:: Data shown

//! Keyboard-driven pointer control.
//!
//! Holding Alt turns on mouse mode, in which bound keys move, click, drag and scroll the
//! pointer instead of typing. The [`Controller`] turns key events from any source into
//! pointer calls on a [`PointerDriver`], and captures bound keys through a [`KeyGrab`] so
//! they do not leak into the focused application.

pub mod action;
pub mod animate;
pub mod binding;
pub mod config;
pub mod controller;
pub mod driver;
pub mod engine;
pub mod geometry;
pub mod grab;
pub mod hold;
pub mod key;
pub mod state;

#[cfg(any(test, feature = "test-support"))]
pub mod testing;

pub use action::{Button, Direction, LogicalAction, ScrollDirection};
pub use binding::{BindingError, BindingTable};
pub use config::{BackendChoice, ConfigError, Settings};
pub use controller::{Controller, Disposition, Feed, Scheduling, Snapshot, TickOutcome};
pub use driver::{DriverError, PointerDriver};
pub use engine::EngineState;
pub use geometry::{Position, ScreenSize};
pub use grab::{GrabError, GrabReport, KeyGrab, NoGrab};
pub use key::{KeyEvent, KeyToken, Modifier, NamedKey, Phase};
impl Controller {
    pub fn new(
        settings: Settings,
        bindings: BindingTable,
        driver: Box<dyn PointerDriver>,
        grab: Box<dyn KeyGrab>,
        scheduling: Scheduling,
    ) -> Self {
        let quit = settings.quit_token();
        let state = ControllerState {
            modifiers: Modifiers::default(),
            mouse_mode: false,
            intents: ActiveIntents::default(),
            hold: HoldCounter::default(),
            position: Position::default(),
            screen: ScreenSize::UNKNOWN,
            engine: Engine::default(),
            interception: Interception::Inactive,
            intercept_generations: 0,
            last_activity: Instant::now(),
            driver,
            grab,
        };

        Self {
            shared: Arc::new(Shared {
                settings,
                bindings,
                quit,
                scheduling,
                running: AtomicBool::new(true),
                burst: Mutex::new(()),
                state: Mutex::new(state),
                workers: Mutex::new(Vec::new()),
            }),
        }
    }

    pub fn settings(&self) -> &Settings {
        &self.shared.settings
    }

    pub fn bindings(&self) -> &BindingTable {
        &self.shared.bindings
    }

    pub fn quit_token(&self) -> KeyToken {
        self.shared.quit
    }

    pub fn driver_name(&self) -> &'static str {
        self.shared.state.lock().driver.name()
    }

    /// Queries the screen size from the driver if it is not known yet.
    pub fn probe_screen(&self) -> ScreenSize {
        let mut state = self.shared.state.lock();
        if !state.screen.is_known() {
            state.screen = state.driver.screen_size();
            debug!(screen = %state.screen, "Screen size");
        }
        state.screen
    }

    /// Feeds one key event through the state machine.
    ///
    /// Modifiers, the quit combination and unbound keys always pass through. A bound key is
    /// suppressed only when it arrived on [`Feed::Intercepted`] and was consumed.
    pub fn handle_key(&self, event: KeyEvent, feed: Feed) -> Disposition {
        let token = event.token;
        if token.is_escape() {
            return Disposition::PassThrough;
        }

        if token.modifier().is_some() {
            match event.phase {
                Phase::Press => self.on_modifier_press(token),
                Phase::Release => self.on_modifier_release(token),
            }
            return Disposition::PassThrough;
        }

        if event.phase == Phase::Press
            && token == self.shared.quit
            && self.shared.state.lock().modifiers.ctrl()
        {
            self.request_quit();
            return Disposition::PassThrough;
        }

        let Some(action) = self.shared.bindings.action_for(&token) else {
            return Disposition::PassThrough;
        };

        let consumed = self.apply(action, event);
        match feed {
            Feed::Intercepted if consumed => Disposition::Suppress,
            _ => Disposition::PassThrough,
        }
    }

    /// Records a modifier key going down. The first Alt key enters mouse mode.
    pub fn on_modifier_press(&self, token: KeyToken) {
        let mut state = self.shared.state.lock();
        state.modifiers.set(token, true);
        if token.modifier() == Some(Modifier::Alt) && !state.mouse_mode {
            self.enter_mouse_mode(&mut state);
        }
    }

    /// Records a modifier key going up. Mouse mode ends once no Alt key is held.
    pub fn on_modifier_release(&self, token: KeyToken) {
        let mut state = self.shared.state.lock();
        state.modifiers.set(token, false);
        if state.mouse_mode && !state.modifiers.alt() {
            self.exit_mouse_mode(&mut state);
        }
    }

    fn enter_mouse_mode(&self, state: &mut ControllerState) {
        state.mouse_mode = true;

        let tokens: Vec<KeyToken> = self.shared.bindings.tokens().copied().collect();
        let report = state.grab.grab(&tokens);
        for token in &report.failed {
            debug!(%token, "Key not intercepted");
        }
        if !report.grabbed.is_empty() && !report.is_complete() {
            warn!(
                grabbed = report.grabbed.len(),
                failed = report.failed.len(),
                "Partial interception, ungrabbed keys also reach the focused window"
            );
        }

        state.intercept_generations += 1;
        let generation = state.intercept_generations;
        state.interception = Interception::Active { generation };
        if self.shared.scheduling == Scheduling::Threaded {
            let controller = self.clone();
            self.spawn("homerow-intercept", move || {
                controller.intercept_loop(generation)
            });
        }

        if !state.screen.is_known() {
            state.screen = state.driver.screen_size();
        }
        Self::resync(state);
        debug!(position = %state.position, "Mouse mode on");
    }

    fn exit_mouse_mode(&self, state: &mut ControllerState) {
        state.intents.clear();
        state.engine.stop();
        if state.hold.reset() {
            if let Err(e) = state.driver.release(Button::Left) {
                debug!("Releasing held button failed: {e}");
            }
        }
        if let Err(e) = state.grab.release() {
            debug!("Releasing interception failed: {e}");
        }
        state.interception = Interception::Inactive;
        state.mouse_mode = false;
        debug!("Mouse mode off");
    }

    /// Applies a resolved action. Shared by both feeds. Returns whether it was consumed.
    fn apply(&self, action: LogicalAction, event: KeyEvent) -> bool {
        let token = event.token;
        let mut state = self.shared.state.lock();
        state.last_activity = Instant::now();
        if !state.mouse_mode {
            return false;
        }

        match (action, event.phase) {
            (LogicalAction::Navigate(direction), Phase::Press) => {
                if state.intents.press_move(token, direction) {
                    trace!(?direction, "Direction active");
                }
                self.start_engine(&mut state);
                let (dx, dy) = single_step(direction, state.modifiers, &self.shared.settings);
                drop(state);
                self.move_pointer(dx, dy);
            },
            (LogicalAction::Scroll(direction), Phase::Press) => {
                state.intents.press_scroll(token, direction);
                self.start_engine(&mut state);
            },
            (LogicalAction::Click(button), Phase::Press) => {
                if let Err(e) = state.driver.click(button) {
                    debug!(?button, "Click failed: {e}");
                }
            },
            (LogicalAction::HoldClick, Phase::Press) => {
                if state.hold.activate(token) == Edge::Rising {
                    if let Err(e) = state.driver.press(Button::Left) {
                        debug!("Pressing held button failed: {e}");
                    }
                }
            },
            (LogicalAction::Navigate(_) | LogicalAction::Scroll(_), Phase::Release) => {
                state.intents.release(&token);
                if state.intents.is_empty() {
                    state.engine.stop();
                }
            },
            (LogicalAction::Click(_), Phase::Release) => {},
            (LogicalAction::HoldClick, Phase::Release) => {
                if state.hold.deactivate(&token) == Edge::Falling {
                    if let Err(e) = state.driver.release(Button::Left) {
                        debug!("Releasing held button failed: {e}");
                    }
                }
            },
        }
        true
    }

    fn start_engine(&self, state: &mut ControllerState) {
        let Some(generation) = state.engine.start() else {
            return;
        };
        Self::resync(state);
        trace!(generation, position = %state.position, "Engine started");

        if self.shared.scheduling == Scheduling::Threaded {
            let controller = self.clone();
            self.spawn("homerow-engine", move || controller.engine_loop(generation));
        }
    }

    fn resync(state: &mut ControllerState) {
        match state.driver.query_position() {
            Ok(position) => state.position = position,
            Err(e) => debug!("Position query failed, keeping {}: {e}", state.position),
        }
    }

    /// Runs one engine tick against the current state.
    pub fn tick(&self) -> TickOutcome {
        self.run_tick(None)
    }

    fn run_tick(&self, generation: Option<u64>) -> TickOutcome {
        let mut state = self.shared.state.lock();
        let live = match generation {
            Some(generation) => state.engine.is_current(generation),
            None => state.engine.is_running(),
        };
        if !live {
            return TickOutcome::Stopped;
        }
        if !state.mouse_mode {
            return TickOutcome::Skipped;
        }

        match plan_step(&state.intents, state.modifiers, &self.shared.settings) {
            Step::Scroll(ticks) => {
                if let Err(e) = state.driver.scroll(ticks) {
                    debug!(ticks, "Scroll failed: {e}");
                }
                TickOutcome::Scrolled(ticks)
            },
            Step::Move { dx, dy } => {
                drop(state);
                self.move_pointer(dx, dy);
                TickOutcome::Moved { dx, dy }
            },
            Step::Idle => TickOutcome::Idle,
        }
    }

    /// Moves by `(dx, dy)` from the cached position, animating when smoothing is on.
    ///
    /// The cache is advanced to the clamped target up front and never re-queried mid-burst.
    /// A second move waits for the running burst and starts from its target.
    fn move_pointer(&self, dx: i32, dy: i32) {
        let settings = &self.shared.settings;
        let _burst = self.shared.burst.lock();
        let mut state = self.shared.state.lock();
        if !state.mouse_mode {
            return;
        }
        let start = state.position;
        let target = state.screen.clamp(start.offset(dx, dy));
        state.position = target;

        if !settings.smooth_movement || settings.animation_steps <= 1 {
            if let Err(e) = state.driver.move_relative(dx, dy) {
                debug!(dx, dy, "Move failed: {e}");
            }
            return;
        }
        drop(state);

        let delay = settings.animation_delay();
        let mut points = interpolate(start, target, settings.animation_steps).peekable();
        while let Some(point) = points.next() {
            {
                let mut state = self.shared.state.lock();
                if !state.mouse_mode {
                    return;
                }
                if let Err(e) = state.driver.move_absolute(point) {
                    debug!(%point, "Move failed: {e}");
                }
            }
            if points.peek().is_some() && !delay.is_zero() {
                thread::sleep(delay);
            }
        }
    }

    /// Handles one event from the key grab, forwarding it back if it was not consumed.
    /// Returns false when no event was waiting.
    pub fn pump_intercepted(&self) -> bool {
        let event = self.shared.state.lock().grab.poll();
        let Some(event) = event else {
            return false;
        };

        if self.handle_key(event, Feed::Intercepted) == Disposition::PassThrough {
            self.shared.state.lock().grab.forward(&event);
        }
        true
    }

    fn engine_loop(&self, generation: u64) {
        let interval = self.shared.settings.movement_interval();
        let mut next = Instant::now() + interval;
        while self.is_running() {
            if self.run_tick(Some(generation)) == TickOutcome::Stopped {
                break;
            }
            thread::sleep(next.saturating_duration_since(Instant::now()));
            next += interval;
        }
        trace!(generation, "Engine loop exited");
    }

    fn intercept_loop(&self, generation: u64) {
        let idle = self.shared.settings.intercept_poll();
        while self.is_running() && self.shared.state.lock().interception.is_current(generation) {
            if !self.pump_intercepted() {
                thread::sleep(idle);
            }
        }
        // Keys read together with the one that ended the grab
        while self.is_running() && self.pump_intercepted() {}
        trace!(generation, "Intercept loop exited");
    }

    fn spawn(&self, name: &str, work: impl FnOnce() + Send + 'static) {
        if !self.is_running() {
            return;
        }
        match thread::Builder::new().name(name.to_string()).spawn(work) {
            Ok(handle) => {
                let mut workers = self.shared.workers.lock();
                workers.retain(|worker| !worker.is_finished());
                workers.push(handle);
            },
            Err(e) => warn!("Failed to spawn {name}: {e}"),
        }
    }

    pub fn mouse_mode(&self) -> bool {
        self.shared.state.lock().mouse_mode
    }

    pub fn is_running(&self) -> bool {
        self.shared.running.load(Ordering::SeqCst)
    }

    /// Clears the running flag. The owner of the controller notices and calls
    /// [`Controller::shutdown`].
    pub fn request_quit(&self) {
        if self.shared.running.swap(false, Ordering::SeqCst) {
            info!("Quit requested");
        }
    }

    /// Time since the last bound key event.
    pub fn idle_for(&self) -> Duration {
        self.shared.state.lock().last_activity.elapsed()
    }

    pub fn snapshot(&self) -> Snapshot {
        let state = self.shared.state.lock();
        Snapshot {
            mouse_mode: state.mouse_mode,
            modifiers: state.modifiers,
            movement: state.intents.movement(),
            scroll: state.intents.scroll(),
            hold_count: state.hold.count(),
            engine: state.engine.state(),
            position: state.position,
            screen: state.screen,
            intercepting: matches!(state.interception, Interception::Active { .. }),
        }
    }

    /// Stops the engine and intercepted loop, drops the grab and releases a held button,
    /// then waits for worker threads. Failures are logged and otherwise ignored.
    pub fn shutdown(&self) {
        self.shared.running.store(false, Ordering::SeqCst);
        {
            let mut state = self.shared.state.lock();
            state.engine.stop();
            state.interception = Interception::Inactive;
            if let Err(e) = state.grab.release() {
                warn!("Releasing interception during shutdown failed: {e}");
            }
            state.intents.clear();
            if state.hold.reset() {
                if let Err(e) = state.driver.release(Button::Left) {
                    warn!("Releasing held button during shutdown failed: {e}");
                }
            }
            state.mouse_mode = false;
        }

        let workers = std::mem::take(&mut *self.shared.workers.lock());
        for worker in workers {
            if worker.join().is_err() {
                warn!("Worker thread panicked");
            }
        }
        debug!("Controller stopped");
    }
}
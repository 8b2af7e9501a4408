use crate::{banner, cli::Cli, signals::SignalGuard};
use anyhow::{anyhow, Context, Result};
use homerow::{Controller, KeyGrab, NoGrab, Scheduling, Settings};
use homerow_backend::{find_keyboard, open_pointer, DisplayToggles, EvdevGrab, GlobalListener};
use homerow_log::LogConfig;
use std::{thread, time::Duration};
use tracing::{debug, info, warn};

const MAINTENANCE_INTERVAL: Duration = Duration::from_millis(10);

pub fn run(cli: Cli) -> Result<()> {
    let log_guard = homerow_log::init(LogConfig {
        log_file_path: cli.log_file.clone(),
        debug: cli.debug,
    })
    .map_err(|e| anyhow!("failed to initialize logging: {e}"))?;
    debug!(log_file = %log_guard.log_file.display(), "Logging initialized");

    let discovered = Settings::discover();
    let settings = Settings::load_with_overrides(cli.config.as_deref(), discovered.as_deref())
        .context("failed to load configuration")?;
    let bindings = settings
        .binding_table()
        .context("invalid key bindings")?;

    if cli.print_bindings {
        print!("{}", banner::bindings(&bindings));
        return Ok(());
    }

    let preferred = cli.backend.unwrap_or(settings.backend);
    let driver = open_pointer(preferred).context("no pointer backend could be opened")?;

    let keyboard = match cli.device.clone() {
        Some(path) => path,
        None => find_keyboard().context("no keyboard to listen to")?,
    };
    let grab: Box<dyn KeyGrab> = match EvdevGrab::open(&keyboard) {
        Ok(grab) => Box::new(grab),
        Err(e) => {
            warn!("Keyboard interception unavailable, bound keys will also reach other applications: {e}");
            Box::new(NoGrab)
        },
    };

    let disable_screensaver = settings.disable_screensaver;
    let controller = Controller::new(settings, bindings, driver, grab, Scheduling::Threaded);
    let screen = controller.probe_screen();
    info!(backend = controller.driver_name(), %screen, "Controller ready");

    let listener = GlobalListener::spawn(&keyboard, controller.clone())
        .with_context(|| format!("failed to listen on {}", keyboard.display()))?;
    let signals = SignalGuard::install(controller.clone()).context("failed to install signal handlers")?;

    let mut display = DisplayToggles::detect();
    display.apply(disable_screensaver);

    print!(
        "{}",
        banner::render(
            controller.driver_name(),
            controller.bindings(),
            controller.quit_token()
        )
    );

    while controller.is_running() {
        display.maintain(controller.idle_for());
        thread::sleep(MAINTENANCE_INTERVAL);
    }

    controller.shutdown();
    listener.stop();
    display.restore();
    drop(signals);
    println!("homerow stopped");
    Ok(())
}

::::

What is being asked — Could you copy every line from the records that mentions the word "KeyEvent"?

Exercise solution —
pub use key::{KeyEvent, KeyToken, Modifier, NamedKey, Phase};
    pub fn handle_key(&self, event: KeyEvent, feed: Feed) -> Disposition {
    fn apply(&self, action: LogicalAction, event: KeyEvent) -> bool {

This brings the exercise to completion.